My main point about Cohen, though, is that he hit his artistic peak only in his mid- to late-fifties, with I'm Your Man and The Future, and that the catalyst for those brilliant albums was his embrace of synthetic enhancements to his music and also of seldom-heard and exotic natural instruments, such as the Middle Eastern oud, which we minstrels might call a form of lute.

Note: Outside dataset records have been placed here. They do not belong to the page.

use crate::ModelError;
use crate::{Deserialize, Serialize};
use ndarray::{Array1, Array2, ArrayView1, ArrayView2, Axis};

/// Kind of an attribute, which decides how it is split and estimated.
///
/// # Variants
///
/// - `Nominal` - Finite domain; values are stored as the code `0..values.len()`
/// - `Numeric` - Real-valued attribute, split with a threshold
/// - `String` - Free text; never accepted by the tree builder
#[derive(Debug, Clone, PartialEq, Serialize, Deserialize)]
pub enum AttributeKind {
    Nominal { values: Vec<String> },
    Numeric,
    String,
}

/// Immutable metadata of one column of a dataset.
#[derive(Debug, Clone, PartialEq, Serialize, Deserialize)]
pub struct Attribute {
    name: String,
    kind: AttributeKind,
}

impl Attribute {
    /// Creates a nominal attribute whose domain is the given list of labels.
    pub fn nominal<S: Into<String>>(name: &str, values: Vec<S>) -> Self {
        Self {
            name: name.to_string(),
            kind: AttributeKind::Nominal {
                values: values.into_iter().map(Into::into).collect(),
            },
        }
    }

    /// Creates a numeric attribute.
    pub fn numeric(name: &str) -> Self {
        Self {
            name: name.to_string(),
            kind: AttributeKind::Numeric,
        }
    }

    /// Creates a string attribute.
    pub fn string(name: &str) -> Self {
        Self {
            name: name.to_string(),
            kind: AttributeKind::String,
        }
    }

    pub fn name(&self) -> &str {
        &self.name
    }

    pub fn kind(&self) -> &AttributeKind {
        &self.kind
    }

    pub fn is_nominal(&self) -> bool {
        matches!(self.kind, AttributeKind::Nominal { .. })
    }

    pub fn is_numeric(&self) -> bool {
        matches!(self.kind, AttributeKind::Numeric)
    }

    /// Size of the domain of a nominal attribute, 0 for any other kind.
    pub fn num_values(&self) -> usize {
        match &self.kind {
            AttributeKind::Nominal { values } => values.len(),
            _ => 0,
        }
    }

    /// Label of the nominal code `index`, falling back to the code itself.
    pub fn value_name(&self, index: usize) -> String {
        match &self.kind {
            AttributeKind::Nominal { values } => values
                .get(index)
                .cloned()
                .unwrap_or_else(|| index.to_string()),
            _ => index.to_string(),
        }
    }
}

/// An ordered set of examples with their attribute metadata and class labels.
///
/// Rows of `x` are examples and columns follow `attributes`. Nominal values are
/// stored as their code, and `y` holds the code of the class attribute.
///
/// # Example
/// ```rust
/// use trepan::machine_learning::{Attribute, Instances};
/// use ndarray::array;
///
/// let data = Instances::new(
///     vec![Attribute::numeric("x")],
///     Attribute::nominal("class", vec!["low", "high"]),
///     array![[1.0], [9.0]],
///     array![0, 1],
/// )
/// .unwrap();
/// assert_eq!(data.num_instances(), 2);
/// ```
#[derive(Debug, Clone, PartialEq)]
pub struct Instances {
    attributes: Vec<Attribute>,
    class_attribute: Attribute,
    x: Array2<f64>,
    y: Array1<usize>,
}

impl Instances {
    /// Creates a dataset, checking that the shapes of `x`, `y` and `attributes` agree.
    ///
    /// # Returns
    ///
    /// * `Result<Instances, ModelError>` - The dataset, or `InputValidationError` on a shape mismatch
    pub fn new(
        attributes: Vec<Attribute>,
        class_attribute: Attribute,
        x: Array2<f64>,
        y: Array1<usize>,
    ) -> Result<Self, ModelError> {
        if x.ncols() != attributes.len() {
            return Err(ModelError::InputValidationError(format!(
                "Data has {} columns but {} attributes were declared",
                x.ncols(),
                attributes.len()
            )));
        }

        if x.nrows() != y.len() {
            return Err(ModelError::InputValidationError(format!(
                "Input data and target vector have different lengths, x rows: {}, y length: {}",
                x.nrows(),
                y.len()
            )));
        }

        Ok(Self {
            attributes,
            class_attribute,
            x,
            y,
        })
    }

    pub fn attributes(&self) -> &[Attribute] {
        &self.attributes
    }

    pub fn class_attribute(&self) -> &Attribute {
        &self.class_attribute
    }

    pub fn x(&self) -> ArrayView2<'_, f64> {
        self.x.view()
    }

    pub fn y(&self) -> ArrayView1<'_, usize> {
        self.y.view()
    }

    pub fn num_instances(&self) -> usize {
        self.x.nrows()
    }

    pub fn num_attributes(&self) -> usize {
        self.attributes.len()
    }

    pub fn num_classes(&self) -> usize {
        self.class_attribute.num_values()
    }

    /// Returns a copy of the dataset with the labels replaced.
    pub(crate) fn with_labels(&self, y: Array1<usize>) -> Result<Self, ModelError> {
        Self::new(
            self.attributes.clone(),
            self.class_attribute.clone(),
            self.x.clone(),
            y,
        )
    }
}

/// Feature rows and class labels owned by a tree node.
///
/// Nodes hold copies of the rows that reach them, never views into the caller's data.
#[derive(Debug, Clone, PartialEq)]
pub struct LabeledRows {
    pub(crate) x: Array2<f64>,
    pub(crate) y: Vec<usize>,
}

impl LabeledRows {
    pub(crate) fn new(x: Array2<f64>, y: Vec<usize>) -> Self {
        Self { x, y }
    }

    /// An empty set of rows with `n_features` columns.
    pub(crate) fn empty(n_features: usize) -> Self {
        Self {
            x: Array2::zeros((0, n_features)),
            y: Vec::new(),
        }
    }

    pub(crate) fn from_instances(data: &Instances) -> Self {
        Self {
            x: data.x.clone(),
            y: data.y.to_vec(),
        }
    }

    pub fn len(&self) -> usize {
        self.y.len()
    }

    pub fn is_empty(&self) -> bool {
        self.y.is_empty()
    }

    pub fn x(&self) -> ArrayView2<'_, f64> {
        self.x.view()
    }

    pub fn y(&self) -> &[usize] {
        &self.y
    }

    /// Copies the rows at `indices`, in order.
    pub(crate) fn select(&self, indices: &[usize]) -> Self {
        Self {
            x: self.x.select(Axis(0), indices),
            y: indices.iter().map(|&i| self.y[i]).collect(),
        }
    }

    /// Per-class counts of the labels, `n_classes` long.
    pub(crate) fn class_counts(&self, n_classes: usize) -> Vec<f64> {
        let mut counts = vec![0.0; n_classes];
        for &label in &self.y {
            counts[label] += 1.0;
        }
        counts
    }

    /// Iterates over `(row, label)` pairs.
    pub(crate) fn iter(&self) -> impl Iterator<Item = (ArrayView1<'_, f64>, usize)> {
        self.x.outer_iter().zip(self.y.iter().copied())
    }
}
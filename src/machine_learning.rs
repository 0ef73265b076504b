/// Per-attribute density estimators used to synthesize attribute values.
///
/// # Variants
///
/// - `NominalEstimator` - Symbol-count estimator over a finite domain
/// - `NumericEstimator` - Gaussian kernel density estimator with a quantization precision
pub mod estimator;
mod helper_function;
pub mod instances;
pub mod oracle;
pub(crate) mod trepan;

pub use estimator::*;
pub use instances::*;
pub use oracle::*;
pub use trepan::*;
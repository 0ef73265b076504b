use super::split::SplitTest;
use crate::machine_learning::instances::{Attribute, LabeledRows};
use crate::math::{max_index, round_to};
use crate::{Deserialize, ModelError, Serialize};
use ndarray::{ArrayView1, Axis, concatenate};
use std::fmt;

/// Arena index of the root node
pub const ROOT: usize = 0;

/// Role of a node in the tree.
///
/// # Variants
///
/// - `Root` - The node holding every training instance
/// - `Internal` - A node created by a split that may be split further
/// - `Leaf` - A terminal node carrying a class label
#[derive(Debug, Clone, Copy, PartialEq, Eq, Serialize, Deserialize)]
pub enum NodeType {
    Root,
    Internal,
    Leaf,
}

/// Node counts of a tree.
#[derive(Debug, Clone, Copy, PartialEq, Eq, Serialize, Deserialize)]
pub struct TreeCounts {
    pub nodes: usize,
    pub internal: usize,
    pub leaves: usize,
}

/// One node of an extracted tree.
///
/// # Fields
///
/// - `real` - Training examples reaching the node, labelled by the oracle
/// - `synthetic` - Oracle-labelled examples drawn to top the node up
/// - `class_distribution` - Normalized class counts over real and synthetic examples
/// - `class_label` - Majority class, the first one on ties
/// - `split` - Test routing instances to the children, `None` for leaves
/// - `children` - Arena indices of the children, one per branch of `split`
/// - `parent` - Arena index of the parent, `None` for the root
/// - `reach` - Estimated fraction of the input distribution reaching the node
/// - `fidelity` - Share of the node's examples carrying `class_label`
/// - `best_first` - Expansion priority, `reach * (1 - fidelity)`
/// - `id` - Order in which the node left the expansion queue
/// - `node_type` - Role of the node
#[derive(Debug, Clone)]
pub struct TreeNode {
    pub(crate) real: LabeledRows,
    pub(crate) synthetic: LabeledRows,
    pub(crate) class_distribution: Vec<f64>,
    pub(crate) class_label: usize,
    pub(crate) split: Option<SplitTest>,
    pub(crate) children: Vec<usize>,
    pub(crate) parent: Option<usize>,
    pub(crate) reach: f64,
    pub(crate) fidelity: f64,
    pub(crate) best_first: f64,
    pub(crate) id: Option<usize>,
    pub(crate) node_type: NodeType,
}

impl TreeNode {
    pub(crate) fn new(
        real: LabeledRows,
        parent: Option<usize>,
        node_type: NodeType,
        reach: f64,
    ) -> Self {
        let n_features = real.x.ncols();
        Self {
            real,
            synthetic: LabeledRows::empty(n_features),
            class_distribution: Vec::new(),
            class_label: 0,
            split: None,
            children: Vec::new(),
            parent,
            reach,
            fidelity: 0.0,
            best_first: 0.0,
            id: None,
            node_type,
        }
    }

    /// A leaf for a branch no real example reaches; it inherits the parent's class.
    pub(crate) fn degenerate(
        n_features: usize,
        n_classes: usize,
        parent: usize,
        class_label: usize,
    ) -> Self {
        let mut class_distribution = vec![0.0; n_classes];
        if let Some(p) = class_distribution.get_mut(class_label) {
            *p = 1.0;
        }
        Self {
            class_distribution,
            class_label,
            ..Self::new(
                LabeledRows::empty(n_features),
                Some(parent),
                NodeType::Leaf,
                0.0,
            )
        }
    }

    get_field_as_ref!(real, real, &LabeledRows);
    get_field_as_ref!(synthetic, synthetic, &LabeledRows);
    get_field_as_ref!(class_distribution, class_distribution, &Vec<f64>);
    get_field!(class_label, class_label, usize);
    get_field!(split, split, Option<SplitTest>);
    get_field_as_ref!(children, children, &Vec<usize>);
    get_field!(parent, parent, Option<usize>);
    get_field!(reach, reach, f64);
    get_field!(fidelity, fidelity, f64);
    get_field!(best_first, best_first, f64);
    get_field!(id, id, Option<usize>);
    get_field!(node_type, node_type, NodeType);

    pub fn is_leaf(&self) -> bool {
        self.node_type == NodeType::Leaf
    }

    pub fn total_examples(&self) -> usize {
        self.real.len() + self.synthetic.len()
    }

    /// Derives the distribution, label, fidelity and priority from the examples.
    pub(crate) fn compute_statistics(&mut self, n_classes: usize) {
        let mut distribution = self.real.class_counts(n_classes);
        for (slot, count) in distribution
            .iter_mut()
            .zip(self.synthetic.class_counts(n_classes))
        {
            *slot += count;
        }

        let total = self.total_examples() as f64;
        if total > 0.0 {
            distribution.iter_mut().for_each(|p| *p /= total);
        }

        self.class_label = max_index(&distribution).unwrap_or(0);
        self.fidelity = distribution.get(self.class_label).copied().unwrap_or(0.0);
        self.best_first = self.reach * (1.0 - self.fidelity);
        self.class_distribution = distribution;
    }

    /// Real and synthetic examples stacked together.
    pub(crate) fn combined_rows(&self) -> Result<LabeledRows, ModelError> {
        if self.synthetic.is_empty() {
            return Ok(self.real.clone());
        }

        let x = concatenate(Axis(0), &[self.real.x.view(), self.synthetic.x.view()])
            .map_err(|e| ModelError::ProcessingError(e.to_string()))?;
        let y = self
            .real
            .y
            .iter()
            .chain(&self.synthetic.y)
            .copied()
            .collect();
        Ok(LabeledRows::new(x, y))
    }

    /// Turns the node into a leaf predicting `class_label` with `distribution`.
    pub(crate) fn collapse(&mut self, class_label: usize, distribution: Vec<f64>) {
        self.class_label = class_label;
        self.fidelity = distribution.get(class_label).copied().unwrap_or(0.0);
        self.best_first = self.reach * (1.0 - self.fidelity);
        self.class_distribution = distribution;
        self.make_leaf();
    }

    pub(crate) fn make_leaf(&mut self) {
        self.split = None;
        self.children.clear();
        self.node_type = NodeType::Leaf;
    }
}

/// Arena of nodes forming an extracted decision tree.
///
/// Nodes refer to their parent and children by index; the root is always at
/// index `ROOT`. Attribute metadata is kept so the tree can classify and print
/// itself without the training data.
#[derive(Debug, Clone)]
pub struct TrepanTree {
    pub(crate) nodes: Vec<TreeNode>,
    attributes: Vec<Attribute>,
    class_attribute: Attribute,
}

impl TrepanTree {
    pub(crate) fn new(attributes: Vec<Attribute>, class_attribute: Attribute) -> Self {
        Self {
            nodes: Vec::new(),
            attributes,
            class_attribute,
        }
    }

    pub(crate) fn push(&mut self, node: TreeNode) -> usize {
        self.nodes.push(node);
        self.nodes.len() - 1
    }

    pub fn attributes(&self) -> &[Attribute] {
        &self.attributes
    }

    pub fn class_attribute(&self) -> &Attribute {
        &self.class_attribute
    }

    pub fn n_classes(&self) -> usize {
        self.class_attribute.num_values()
    }

    pub fn nodes(&self) -> &[TreeNode] {
        &self.nodes
    }

    pub fn node(&self, index: usize) -> Option<&TreeNode> {
        self.nodes.get(index)
    }

    pub fn root(&self) -> Option<&TreeNode> {
        self.nodes.get(ROOT)
    }

    /// Number of nodes in the arena.
    pub fn len(&self) -> usize {
        self.nodes.len()
    }

    pub fn is_empty(&self) -> bool {
        self.nodes.is_empty()
    }

    /// Splits the node at `index` with `test` and returns the indices of the new children.
    ///
    /// Real and synthetic examples are partitioned by branch, but a child starts
    /// from its real partition only. A child without real examples becomes a
    /// degenerate leaf. When at most one child would receive real examples the
    /// split is abandoned, the node becomes a leaf and no child is returned.
    ///
    /// # Returns
    ///
    /// * `Result<Vec<usize>, ModelError>` - Arena indices of the children in branch order
    pub(crate) fn split_node(
        &mut self,
        index: usize,
        test: SplitTest,
    ) -> Result<Vec<usize>, ModelError> {
        let n_classes = self.n_classes();
        let parent = &self.nodes[index];
        let arity = test.arity();

        let mut partitions = vec![Vec::new(); arity];
        for (i, (row, _)) in parent.real.iter().enumerate() {
            partitions[test.branch(row)?].push(i);
        }
        let mut synthetic_counts = vec![0usize; arity];
        for (row, _) in parent.synthetic.iter() {
            synthetic_counts[test.branch(row)?] += 1;
        }

        if partitions.iter().filter(|p| !p.is_empty()).count() <= 1 {
            self.nodes[index].make_leaf();
            return Ok(Vec::new());
        }

        let n_features = parent.real.x.ncols();
        let total = parent.total_examples() as f64;
        let new_nodes: Vec<TreeNode> = partitions
            .iter()
            .zip(&synthetic_counts)
            .map(|(partition, &synthetic)| {
                if partition.is_empty() {
                    TreeNode::degenerate(n_features, n_classes, index, parent.class_label)
                } else {
                    let reach = parent.reach * (partition.len() + synthetic) as f64 / total;
                    TreeNode::new(
                        parent.real.select(partition),
                        Some(index),
                        NodeType::Internal,
                        reach,
                    )
                }
            })
            .collect();

        let children: Vec<usize> = new_nodes.into_iter().map(|n| self.push(n)).collect();
        let parent = &mut self.nodes[index];
        parent.split = Some(test);
        parent.children = children.clone();
        Ok(children)
    }

    /// Drops nodes unreachable from the root and renumbers the rest breadth-first.
    pub(crate) fn compact(&mut self) {
        if self.nodes.is_empty() {
            return;
        }

        let mut order = vec![ROOT];
        let mut head = 0;
        while head < order.len() {
            order.extend(self.nodes[order[head]].children.iter().copied());
            head += 1;
        }

        let mut remap = vec![None; self.nodes.len()];
        for (new_index, &old_index) in order.iter().enumerate() {
            remap[old_index] = Some(new_index);
        }

        let mut old: Vec<Option<TreeNode>> =
            std::mem::take(&mut self.nodes).into_iter().map(Some).collect();
        for &old_index in &order {
            if let Some(mut node) = old[old_index].take() {
                node.parent = node.parent.and_then(|p| remap[p]);
                node.children = node.children.iter().filter_map(|&c| remap[c]).collect();
                self.nodes.push(node);
            }
        }
    }

    /// Counts the nodes reachable from the root.
    pub fn count_nodes(&self) -> TreeCounts {
        let mut counts = TreeCounts {
            nodes: 0,
            internal: 0,
            leaves: 0,
        };
        if self.nodes.is_empty() {
            return counts;
        }

        let mut stack = vec![ROOT];
        while let Some(index) = stack.pop() {
            let node = &self.nodes[index];
            counts.nodes += 1;
            if node.split.is_some() {
                counts.internal += 1;
                stack.extend(node.children.iter().copied());
            } else {
                counts.leaves += 1;
            }
        }
        counts
    }

    /// Descends from the root to the leaf `instance` falls into.
    ///
    /// # Returns
    ///
    /// * `Result<&TreeNode, ModelError>` - The leaf, or `TreeError` if the instance has the wrong
    ///   number of attributes or holds a nominal value with no branch
    pub fn leaf_for(&self, instance: ArrayView1<f64>) -> Result<&TreeNode, ModelError> {
        if instance.len() != self.attributes.len() {
            return Err(ModelError::TreeError("Feature dimension mismatch"));
        }

        let mut node = self.root().ok_or(ModelError::TreeError("Tree is empty"))?;
        while let Some(test) = node.split {
            let branch = test.branch(instance)?;
            let child = *node
                .children
                .get(branch)
                .ok_or(ModelError::TreeError("Branch has no child node"))?;
            node = &self.nodes[child];
        }
        Ok(node)
    }

    pub fn classify(&self, instance: ArrayView1<f64>) -> Result<usize, ModelError> {
        self.leaf_for(instance).map(|leaf| leaf.class_label)
    }

    pub fn distribution_for(&self, instance: ArrayView1<f64>) -> Result<Vec<f64>, ModelError> {
        self.leaf_for(instance)
            .map(|leaf| leaf.class_distribution.clone())
    }

    /// Share of `rows` whose label the tree reproduces.
    pub(crate) fn agreement(&self, rows: &LabeledRows) -> Result<f64, ModelError> {
        if rows.is_empty() {
            return Ok(0.0);
        }

        let mut agree = 0usize;
        for (row, label) in rows.iter() {
            if self.classify(row)? == label {
                agree += 1;
            }
        }
        Ok(agree as f64 / rows.len() as f64)
    }

    fn write_subtree(&self, f: &mut fmt::Formatter<'_>, index: usize, level: usize) -> fmt::Result {
        let node = &self.nodes[index];
        let Some(test) = node.split else {
            return write!(
                f,
                ": {}",
                self.class_attribute.value_name(node.class_label)
            );
        };

        let attribute = &self.attributes[test.attribute()];
        for (branch, &child_index) in node.children.iter().enumerate() {
            let child = &self.nodes[child_index];
            write!(f, "\n{}", "| ".repeat(level))?;
            match test {
                SplitTest::Nominal { .. } => {
                    write!(f, "{} = {}", attribute.name(), attribute.value_name(branch))?
                }
                SplitTest::Numeric { threshold, .. } => {
                    let op = if branch == 0 { "<=" } else { ">" };
                    write!(f, "{} {} {}", attribute.name(), op, round_to(threshold, 6))?
                }
            }
            write!(
                f,
                " (R= {}, F= {}, B= {})",
                round_to(child.reach, 3),
                round_to(child.fidelity, 3),
                round_to(child.best_first, 3)
            )?;
            self.write_subtree(f, child_index, level + 1)?;
        }
        Ok(())
    }
}

impl fmt::Display for TrepanTree {
    fn fmt(&self, f: &mut fmt::Formatter<'_>) -> fmt::Result {
        if self.nodes.is_empty() {
            return write!(f, "Trepan: No model built yet.");
        }

        let counts = self.count_nodes();
        write!(f, "Trepan\n\n")?;
        self.write_subtree(f, ROOT, 0)?;
        write!(
            f,
            "\n\nNumber of Leaves: \t{}\n\nSize of the tree: \t{}\n",
            counts.leaves, counts.nodes
        )
    }
}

"Hallelujah" is a fine song, but some of the tunes on these two albums leave it in the dust, frankly, and far more deserve to define what Leonard was up to:
A man never got a woman back
Not by begging on his knees,
Or I'd crawl to you baby and I'd fall at your feet
I'd howl at your beauty like a dog in heat
I'd claw at your heart;
I'd tear at your sheet;
I'd say "PLEEZE!!"
(I'm your man.)
And of course the title tune on The Future, seemingly inspired by Cormac McCarthy:
When they said "Repent! Repent!"
I wonder what they meant...
And now the Wheels of Heaven stop
You feel the Devil's riding crop
Get ready for the Future
It is murder...
There'll be the breaking of the Ancient Western Code.
Your private life will suddenly explode.
They'll be phantoms, they'll be fires on the road
And a white man dancin.'
You'll see your woman hanging upside down,
Her features covered by her fallen gown,
And all the lousy little poets comin' round
Tryin' to sound like Charlie Manson.
(And the white man dancin.')
Which of these great voices will still be heard 50 years from now? From whence came their inspiration, and will it come again?